# [Available records]
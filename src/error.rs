//! Error types shared by the transports and the provider adapter.

use thiserror::Error;

/// Failure reported by a [`ChatTransport`](crate::transport::ChatTransport).
///
/// Transports classify wire-level failures into these kinds so that the
/// adapter's fallback logic never has to look at message text.
#[derive(Debug, Clone, PartialEq, Eq, Error)]
pub enum TransportError {
    /// A credential or endpoint is missing. No network call was made.
    #[error("{0}")]
    Configuration(String),

    /// The backend could not be reached.
    #[error("backend unavailable: {0}")]
    Unavailable(String),

    /// The backend rejected the requested model.
    #[error("{0}")]
    ModelNotFound(String),

    /// Any other error reported by the backend.
    #[error("{0}")]
    Backend(String),

    /// The backend answered with a payload that could not be understood.
    #[error("invalid response: {0}")]
    InvalidResponse(String),
}

impl TransportError {
    pub fn is_model_not_found(&self) -> bool {
        matches!(self, TransportError::ModelNotFound(_))
    }
}

impl From<anyhow::Error> for TransportError {
    fn from(err: anyhow::Error) -> Self {
        TransportError::Unavailable(format!("{err:#}"))
    }
}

# [Aim of the exercise]
Copy all lines from the listing that contain "reported".

# [Solution to the problem]
/// Failure reported by a [`ChatTransport`](crate::transport::ChatTransport).
    /// Any other error reported by the backend.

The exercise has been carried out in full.